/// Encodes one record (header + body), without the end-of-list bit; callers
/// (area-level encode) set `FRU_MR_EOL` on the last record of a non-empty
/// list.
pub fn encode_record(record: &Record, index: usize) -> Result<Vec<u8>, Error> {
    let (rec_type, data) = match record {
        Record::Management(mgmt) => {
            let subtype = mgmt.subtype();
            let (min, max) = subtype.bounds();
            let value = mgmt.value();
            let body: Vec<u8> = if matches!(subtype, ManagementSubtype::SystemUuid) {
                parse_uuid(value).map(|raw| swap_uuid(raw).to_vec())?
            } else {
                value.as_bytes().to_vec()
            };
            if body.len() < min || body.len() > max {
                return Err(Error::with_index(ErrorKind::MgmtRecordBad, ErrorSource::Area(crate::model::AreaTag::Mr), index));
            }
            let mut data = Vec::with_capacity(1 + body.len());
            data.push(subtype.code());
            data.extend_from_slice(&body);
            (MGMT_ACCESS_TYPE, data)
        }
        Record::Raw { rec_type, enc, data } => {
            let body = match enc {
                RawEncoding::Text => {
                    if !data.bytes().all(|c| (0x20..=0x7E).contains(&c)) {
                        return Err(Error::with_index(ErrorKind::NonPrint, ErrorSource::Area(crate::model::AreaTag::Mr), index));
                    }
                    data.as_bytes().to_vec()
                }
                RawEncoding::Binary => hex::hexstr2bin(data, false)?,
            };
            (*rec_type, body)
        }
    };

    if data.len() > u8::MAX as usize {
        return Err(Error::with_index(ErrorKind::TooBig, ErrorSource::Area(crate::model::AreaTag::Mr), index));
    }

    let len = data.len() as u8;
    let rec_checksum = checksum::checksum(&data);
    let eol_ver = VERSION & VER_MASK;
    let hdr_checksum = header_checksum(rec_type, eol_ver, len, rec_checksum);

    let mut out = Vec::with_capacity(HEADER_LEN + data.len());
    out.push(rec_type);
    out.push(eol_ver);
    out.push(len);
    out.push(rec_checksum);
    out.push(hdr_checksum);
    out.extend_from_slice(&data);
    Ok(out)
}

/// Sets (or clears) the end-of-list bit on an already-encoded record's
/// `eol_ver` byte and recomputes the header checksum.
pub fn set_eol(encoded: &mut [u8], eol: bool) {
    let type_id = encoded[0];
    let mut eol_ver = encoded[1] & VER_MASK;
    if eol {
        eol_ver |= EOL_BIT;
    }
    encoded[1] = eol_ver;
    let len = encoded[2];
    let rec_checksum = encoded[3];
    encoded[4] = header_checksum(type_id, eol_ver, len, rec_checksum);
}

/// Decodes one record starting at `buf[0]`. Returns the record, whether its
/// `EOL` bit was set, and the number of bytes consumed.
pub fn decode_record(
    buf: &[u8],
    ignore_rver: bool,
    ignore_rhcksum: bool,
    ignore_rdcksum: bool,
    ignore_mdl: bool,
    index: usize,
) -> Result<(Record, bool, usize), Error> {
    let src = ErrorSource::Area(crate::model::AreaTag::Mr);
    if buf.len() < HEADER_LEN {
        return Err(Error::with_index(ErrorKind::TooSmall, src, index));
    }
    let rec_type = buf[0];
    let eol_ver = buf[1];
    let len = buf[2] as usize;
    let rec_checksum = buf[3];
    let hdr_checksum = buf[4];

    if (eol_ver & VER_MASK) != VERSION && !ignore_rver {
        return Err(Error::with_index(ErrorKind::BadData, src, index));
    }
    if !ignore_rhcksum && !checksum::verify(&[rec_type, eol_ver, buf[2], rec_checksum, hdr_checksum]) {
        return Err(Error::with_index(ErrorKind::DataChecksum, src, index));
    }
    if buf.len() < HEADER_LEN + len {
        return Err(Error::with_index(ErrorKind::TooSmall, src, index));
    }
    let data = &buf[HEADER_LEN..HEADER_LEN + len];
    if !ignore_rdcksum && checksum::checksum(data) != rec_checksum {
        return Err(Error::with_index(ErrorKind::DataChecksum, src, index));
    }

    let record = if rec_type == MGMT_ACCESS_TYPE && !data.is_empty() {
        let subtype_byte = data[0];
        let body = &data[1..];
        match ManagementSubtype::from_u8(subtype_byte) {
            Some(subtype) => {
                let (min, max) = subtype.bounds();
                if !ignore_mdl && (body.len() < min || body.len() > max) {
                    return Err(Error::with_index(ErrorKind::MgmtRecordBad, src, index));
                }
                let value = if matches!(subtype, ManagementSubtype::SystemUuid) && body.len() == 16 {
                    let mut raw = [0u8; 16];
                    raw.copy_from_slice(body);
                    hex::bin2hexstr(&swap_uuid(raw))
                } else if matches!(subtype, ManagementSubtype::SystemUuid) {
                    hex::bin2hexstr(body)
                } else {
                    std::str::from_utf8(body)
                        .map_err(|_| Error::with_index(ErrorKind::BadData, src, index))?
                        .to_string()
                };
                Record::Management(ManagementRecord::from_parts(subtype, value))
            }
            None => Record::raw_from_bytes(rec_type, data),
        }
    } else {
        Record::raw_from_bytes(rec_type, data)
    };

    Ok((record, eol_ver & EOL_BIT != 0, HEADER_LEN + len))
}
********************
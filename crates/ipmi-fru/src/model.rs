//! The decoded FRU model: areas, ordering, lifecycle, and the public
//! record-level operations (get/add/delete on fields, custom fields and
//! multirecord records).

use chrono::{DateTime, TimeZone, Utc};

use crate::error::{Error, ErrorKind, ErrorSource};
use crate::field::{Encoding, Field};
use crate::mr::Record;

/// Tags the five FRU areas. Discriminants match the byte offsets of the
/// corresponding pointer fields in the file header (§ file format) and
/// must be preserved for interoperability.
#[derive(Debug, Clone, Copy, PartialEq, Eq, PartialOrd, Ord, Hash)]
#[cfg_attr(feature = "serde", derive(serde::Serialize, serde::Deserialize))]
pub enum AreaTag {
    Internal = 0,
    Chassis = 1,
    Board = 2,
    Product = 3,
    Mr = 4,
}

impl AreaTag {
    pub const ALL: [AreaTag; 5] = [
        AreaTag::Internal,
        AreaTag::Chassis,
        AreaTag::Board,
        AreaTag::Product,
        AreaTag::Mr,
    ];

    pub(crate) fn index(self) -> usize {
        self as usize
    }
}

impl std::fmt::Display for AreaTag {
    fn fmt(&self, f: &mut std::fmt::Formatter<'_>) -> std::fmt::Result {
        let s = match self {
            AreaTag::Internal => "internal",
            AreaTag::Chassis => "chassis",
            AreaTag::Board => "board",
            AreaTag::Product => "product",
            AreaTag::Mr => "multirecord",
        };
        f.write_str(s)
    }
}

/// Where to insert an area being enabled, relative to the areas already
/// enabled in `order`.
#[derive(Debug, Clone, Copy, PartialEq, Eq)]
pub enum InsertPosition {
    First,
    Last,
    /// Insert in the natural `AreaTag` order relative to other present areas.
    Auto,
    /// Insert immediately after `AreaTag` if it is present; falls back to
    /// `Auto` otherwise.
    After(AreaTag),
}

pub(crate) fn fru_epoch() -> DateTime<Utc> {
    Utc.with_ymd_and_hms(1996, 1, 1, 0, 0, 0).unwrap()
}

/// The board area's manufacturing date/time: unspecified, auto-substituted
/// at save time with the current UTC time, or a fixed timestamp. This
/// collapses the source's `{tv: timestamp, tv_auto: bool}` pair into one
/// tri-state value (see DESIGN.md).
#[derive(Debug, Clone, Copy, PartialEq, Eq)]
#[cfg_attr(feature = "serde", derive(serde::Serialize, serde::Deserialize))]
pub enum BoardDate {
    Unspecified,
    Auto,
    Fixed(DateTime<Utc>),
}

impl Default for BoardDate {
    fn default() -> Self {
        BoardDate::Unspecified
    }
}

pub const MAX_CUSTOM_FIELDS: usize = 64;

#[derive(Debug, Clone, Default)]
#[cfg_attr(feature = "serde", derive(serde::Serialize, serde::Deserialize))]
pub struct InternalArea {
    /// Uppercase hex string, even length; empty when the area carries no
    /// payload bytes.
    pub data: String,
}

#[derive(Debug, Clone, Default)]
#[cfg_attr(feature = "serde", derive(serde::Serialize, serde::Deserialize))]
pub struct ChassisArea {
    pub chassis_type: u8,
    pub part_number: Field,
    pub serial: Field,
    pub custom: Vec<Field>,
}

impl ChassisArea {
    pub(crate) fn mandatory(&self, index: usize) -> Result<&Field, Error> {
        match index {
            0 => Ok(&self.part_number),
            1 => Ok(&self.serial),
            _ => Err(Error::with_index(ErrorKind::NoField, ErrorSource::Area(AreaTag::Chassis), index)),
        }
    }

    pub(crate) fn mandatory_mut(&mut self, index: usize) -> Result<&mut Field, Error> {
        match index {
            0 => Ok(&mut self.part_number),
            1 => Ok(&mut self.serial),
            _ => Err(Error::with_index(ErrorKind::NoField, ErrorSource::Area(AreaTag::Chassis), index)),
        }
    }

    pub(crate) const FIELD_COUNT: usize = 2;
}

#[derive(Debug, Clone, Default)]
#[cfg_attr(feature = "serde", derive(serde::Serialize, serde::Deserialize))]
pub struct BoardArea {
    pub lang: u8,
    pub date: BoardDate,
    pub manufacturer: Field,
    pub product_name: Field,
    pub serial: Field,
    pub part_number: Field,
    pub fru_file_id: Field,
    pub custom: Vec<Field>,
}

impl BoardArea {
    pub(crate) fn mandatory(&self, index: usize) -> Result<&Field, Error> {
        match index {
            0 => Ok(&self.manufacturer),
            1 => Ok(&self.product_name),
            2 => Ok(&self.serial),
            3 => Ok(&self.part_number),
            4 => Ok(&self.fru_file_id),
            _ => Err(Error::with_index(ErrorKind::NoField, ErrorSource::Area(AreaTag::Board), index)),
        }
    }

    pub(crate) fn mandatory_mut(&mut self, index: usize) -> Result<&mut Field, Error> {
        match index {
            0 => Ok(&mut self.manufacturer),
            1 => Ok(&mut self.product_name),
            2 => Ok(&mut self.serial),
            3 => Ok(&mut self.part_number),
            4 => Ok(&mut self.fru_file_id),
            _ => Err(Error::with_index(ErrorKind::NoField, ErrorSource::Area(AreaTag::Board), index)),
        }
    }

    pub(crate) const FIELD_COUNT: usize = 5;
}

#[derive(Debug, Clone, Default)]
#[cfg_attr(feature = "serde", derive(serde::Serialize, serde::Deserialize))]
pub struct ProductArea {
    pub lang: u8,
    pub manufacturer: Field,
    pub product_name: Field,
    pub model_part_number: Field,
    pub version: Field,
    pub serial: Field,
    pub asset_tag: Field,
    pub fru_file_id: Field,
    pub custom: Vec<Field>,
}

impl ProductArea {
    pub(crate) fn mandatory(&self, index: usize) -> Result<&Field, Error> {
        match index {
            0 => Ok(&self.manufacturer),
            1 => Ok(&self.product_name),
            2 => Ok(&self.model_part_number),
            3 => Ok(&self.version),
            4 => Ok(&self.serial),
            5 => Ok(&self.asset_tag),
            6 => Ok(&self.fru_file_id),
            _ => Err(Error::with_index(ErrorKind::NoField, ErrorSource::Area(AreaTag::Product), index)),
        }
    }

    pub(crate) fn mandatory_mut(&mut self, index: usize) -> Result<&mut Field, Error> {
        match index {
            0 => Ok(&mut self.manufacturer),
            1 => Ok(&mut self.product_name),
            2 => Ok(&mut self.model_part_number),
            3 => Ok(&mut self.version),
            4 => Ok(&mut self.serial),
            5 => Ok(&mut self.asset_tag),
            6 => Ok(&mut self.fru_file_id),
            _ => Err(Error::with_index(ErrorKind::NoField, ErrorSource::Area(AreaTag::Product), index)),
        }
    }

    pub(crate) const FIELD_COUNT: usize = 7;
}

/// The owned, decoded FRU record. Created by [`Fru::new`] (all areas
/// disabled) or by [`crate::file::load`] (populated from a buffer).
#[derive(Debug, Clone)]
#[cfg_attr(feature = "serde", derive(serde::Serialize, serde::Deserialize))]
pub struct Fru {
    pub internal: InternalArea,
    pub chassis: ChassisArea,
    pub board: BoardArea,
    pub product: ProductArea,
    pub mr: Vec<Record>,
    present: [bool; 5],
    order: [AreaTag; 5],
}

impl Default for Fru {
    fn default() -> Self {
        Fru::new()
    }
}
********************
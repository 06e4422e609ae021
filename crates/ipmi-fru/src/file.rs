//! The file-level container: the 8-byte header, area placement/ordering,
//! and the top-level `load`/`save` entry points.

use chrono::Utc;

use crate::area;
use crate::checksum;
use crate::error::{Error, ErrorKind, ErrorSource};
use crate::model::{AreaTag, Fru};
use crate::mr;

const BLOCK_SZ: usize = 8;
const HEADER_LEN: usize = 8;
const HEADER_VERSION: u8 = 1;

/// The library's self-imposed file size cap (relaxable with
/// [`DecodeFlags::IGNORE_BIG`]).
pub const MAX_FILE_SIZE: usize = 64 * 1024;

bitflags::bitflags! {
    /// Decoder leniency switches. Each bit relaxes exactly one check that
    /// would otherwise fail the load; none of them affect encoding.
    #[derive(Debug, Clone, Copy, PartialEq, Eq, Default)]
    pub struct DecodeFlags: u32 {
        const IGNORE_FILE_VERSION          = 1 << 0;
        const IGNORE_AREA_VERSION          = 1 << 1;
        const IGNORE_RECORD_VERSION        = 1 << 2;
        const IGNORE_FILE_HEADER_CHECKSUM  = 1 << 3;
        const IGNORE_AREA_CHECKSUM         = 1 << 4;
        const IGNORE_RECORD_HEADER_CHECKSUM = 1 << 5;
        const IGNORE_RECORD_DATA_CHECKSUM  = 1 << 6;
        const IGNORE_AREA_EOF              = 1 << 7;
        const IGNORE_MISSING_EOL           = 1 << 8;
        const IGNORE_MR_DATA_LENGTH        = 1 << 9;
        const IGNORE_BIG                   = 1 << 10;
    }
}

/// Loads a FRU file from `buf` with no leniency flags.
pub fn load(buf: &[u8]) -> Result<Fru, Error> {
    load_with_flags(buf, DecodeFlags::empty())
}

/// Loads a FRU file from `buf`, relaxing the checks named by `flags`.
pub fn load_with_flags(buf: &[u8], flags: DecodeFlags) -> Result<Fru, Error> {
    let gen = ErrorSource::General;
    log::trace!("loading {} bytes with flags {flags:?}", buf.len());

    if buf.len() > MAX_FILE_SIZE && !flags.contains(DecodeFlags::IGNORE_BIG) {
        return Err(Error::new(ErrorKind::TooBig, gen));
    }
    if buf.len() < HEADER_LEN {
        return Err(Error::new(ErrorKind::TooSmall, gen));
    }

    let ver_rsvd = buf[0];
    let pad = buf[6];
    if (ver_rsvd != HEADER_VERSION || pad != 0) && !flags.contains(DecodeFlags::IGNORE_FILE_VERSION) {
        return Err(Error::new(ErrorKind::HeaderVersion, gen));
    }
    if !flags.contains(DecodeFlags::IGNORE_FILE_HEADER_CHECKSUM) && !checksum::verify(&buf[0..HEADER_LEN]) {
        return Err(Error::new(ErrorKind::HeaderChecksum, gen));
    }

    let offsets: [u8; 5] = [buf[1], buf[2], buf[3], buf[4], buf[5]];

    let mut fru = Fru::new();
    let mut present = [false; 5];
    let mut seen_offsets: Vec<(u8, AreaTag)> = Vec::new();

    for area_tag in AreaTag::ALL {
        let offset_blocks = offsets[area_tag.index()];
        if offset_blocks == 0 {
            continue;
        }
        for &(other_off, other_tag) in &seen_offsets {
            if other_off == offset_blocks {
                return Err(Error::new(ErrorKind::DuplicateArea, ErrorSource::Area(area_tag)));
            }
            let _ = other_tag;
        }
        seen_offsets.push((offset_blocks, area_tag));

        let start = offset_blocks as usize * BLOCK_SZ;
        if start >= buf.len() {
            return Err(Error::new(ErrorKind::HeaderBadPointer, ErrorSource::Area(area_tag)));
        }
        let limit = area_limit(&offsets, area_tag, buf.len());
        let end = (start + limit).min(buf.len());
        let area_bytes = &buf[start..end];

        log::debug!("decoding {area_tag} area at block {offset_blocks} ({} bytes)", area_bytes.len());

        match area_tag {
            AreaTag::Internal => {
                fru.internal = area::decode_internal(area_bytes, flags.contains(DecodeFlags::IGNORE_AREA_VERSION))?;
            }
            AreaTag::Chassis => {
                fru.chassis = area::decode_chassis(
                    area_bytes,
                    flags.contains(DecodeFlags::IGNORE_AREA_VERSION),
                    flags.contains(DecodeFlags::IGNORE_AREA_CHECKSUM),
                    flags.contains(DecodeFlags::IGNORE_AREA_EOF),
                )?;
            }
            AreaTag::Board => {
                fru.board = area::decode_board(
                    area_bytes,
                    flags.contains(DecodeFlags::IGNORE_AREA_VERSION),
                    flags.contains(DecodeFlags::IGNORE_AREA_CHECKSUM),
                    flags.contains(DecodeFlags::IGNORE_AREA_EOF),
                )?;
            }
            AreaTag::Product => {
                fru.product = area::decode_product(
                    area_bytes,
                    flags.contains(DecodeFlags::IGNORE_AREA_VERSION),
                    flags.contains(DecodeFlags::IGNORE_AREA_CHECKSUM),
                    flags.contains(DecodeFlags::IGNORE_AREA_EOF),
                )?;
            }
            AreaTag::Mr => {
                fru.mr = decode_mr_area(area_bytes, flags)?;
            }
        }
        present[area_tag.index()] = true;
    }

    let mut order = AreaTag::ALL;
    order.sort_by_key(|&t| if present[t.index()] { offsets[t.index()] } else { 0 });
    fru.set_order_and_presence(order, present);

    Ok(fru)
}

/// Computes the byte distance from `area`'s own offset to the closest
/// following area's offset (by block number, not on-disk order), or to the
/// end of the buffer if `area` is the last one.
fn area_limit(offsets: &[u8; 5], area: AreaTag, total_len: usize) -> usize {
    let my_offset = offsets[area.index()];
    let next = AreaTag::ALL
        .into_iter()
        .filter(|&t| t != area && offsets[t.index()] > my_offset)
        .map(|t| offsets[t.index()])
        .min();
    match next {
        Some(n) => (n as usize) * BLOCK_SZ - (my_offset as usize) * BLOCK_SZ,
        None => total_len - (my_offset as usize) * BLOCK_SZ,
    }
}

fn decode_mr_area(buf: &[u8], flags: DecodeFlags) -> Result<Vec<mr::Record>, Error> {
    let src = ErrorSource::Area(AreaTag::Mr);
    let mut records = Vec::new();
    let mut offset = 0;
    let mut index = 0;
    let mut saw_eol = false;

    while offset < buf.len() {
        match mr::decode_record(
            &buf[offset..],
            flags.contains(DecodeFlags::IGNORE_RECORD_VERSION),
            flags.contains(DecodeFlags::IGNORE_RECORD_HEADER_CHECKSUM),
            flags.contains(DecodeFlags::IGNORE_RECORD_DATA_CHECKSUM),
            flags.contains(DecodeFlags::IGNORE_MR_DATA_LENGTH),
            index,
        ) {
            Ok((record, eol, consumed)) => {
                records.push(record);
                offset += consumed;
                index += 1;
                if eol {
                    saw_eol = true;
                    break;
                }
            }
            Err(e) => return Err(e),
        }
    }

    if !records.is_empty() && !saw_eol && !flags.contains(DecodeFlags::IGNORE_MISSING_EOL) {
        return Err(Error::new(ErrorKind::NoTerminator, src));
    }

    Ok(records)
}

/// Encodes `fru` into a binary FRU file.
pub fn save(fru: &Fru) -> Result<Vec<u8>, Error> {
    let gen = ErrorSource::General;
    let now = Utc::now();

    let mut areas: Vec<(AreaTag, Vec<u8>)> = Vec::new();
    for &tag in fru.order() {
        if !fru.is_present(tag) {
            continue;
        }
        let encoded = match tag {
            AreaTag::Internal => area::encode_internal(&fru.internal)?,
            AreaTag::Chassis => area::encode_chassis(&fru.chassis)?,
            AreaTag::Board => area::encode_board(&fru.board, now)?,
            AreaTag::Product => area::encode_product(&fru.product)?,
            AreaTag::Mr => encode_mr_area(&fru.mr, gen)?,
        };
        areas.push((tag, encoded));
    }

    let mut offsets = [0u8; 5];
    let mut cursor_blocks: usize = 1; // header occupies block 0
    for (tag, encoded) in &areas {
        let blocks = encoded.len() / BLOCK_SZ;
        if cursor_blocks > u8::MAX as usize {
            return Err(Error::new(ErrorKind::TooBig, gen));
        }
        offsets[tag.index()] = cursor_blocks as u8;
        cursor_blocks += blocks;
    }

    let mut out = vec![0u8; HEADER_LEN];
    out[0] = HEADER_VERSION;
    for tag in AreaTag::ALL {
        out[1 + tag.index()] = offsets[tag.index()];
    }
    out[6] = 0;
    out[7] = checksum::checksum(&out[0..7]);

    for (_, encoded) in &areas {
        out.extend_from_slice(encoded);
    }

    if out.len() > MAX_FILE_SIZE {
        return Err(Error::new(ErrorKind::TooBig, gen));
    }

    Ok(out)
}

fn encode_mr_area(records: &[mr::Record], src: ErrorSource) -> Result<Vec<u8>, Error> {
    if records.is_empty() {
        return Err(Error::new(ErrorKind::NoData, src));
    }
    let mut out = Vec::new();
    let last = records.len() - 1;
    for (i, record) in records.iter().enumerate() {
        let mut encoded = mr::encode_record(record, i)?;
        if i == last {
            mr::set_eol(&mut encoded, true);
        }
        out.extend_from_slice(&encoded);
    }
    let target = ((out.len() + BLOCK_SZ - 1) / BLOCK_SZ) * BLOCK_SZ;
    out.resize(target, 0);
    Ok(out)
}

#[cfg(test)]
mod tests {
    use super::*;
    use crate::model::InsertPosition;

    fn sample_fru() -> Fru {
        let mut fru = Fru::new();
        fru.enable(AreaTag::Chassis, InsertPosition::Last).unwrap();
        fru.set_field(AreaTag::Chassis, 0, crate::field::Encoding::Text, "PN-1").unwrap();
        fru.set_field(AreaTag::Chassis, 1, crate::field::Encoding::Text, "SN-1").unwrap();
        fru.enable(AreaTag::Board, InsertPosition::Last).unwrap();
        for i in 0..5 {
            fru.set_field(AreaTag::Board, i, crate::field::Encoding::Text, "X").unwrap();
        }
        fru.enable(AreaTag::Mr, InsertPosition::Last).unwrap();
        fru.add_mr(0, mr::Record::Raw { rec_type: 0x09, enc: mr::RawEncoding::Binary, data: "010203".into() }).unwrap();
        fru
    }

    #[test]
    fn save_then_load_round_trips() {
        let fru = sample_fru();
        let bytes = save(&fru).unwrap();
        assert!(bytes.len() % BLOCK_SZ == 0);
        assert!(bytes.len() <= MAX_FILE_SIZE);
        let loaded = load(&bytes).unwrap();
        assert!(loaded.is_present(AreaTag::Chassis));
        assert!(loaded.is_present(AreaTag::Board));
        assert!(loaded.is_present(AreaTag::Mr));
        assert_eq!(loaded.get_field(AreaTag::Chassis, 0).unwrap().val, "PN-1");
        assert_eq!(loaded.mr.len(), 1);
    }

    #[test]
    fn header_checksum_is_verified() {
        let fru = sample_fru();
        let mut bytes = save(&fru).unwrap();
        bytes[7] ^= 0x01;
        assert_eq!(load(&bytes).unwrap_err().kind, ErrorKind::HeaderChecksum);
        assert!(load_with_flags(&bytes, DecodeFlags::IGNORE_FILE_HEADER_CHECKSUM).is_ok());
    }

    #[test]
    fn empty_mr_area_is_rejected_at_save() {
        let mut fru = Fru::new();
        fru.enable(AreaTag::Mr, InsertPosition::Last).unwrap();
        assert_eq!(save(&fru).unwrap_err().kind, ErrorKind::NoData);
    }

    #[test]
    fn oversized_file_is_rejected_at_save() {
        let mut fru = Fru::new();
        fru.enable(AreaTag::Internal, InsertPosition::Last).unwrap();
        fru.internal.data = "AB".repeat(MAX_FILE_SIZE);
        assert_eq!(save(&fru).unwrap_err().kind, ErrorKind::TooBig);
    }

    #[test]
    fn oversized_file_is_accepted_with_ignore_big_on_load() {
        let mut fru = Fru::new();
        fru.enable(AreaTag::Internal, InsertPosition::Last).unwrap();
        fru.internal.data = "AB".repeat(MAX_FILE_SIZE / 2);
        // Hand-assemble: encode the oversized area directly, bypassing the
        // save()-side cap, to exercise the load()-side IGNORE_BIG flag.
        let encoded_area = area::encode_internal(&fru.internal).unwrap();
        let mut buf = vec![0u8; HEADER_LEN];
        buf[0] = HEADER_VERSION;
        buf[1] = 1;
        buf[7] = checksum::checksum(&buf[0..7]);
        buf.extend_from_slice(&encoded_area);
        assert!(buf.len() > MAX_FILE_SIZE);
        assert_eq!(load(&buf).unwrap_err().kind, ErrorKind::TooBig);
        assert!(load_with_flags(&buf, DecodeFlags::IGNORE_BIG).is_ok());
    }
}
********************
▶ **TASK TO COMPLETE**:
The lines above starting at the one that contains "end-of-list bit; callers" and ending at the one that contains "let eol_ver = VERSION & VER_MASK;" must be transcribed exactly, and no other lines may appear.

▶ **ANSWER BELOW**:
/// Encodes one record (header + body), without the end-of-list bit; callers
/// (area-level encode) set `FRU_MR_EOL` on the last record of a non-empty
/// list.
pub fn encode_record(record: &Record, index: usize) -> Result<Vec<u8>, Error> {
    let (rec_type, data) = match record {
        Record::Management(mgmt) => {
            let subtype = mgmt.subtype();
            let (min, max) = subtype.bounds();
            let value = mgmt.value();
            let body: Vec<u8> = if matches!(subtype, ManagementSubtype::SystemUuid) {
                parse_uuid(value).map(|raw| swap_uuid(raw).to_vec())?
            } else {
                value.as_bytes().to_vec()
            };
            if body.len() < min || body.len() > max {
                return Err(Error::with_index(ErrorKind::MgmtRecordBad, ErrorSource::Area(crate::model::AreaTag::Mr), index));
            }
            let mut data = Vec::with_capacity(1 + body.len());
            data.push(subtype.code());
            data.extend_from_slice(&body);
            (MGMT_ACCESS_TYPE, data)
        }
        Record::Raw { rec_type, enc, data } => {
            let body = match enc {
                RawEncoding::Text => {
                    if !data.bytes().all(|c| (0x20..=0x7E).contains(&c)) {
                        return Err(Error::with_index(ErrorKind::NonPrint, ErrorSource::Area(crate::model::AreaTag::Mr), index));
                    }
                    data.as_bytes().to_vec()
                }
                RawEncoding::Binary => hex::hexstr2bin(data, false)?,
            };
            (*rec_type, body)
        }
    };

    if data.len() > u8::MAX as usize {
        return Err(Error::with_index(ErrorKind::TooBig, ErrorSource::Area(crate::model::AreaTag::Mr), index));
    }

    let len = data.len() as u8;
    let rec_checksum = checksum::checksum(&data);
    let eol_ver = VERSION & VER_MASK;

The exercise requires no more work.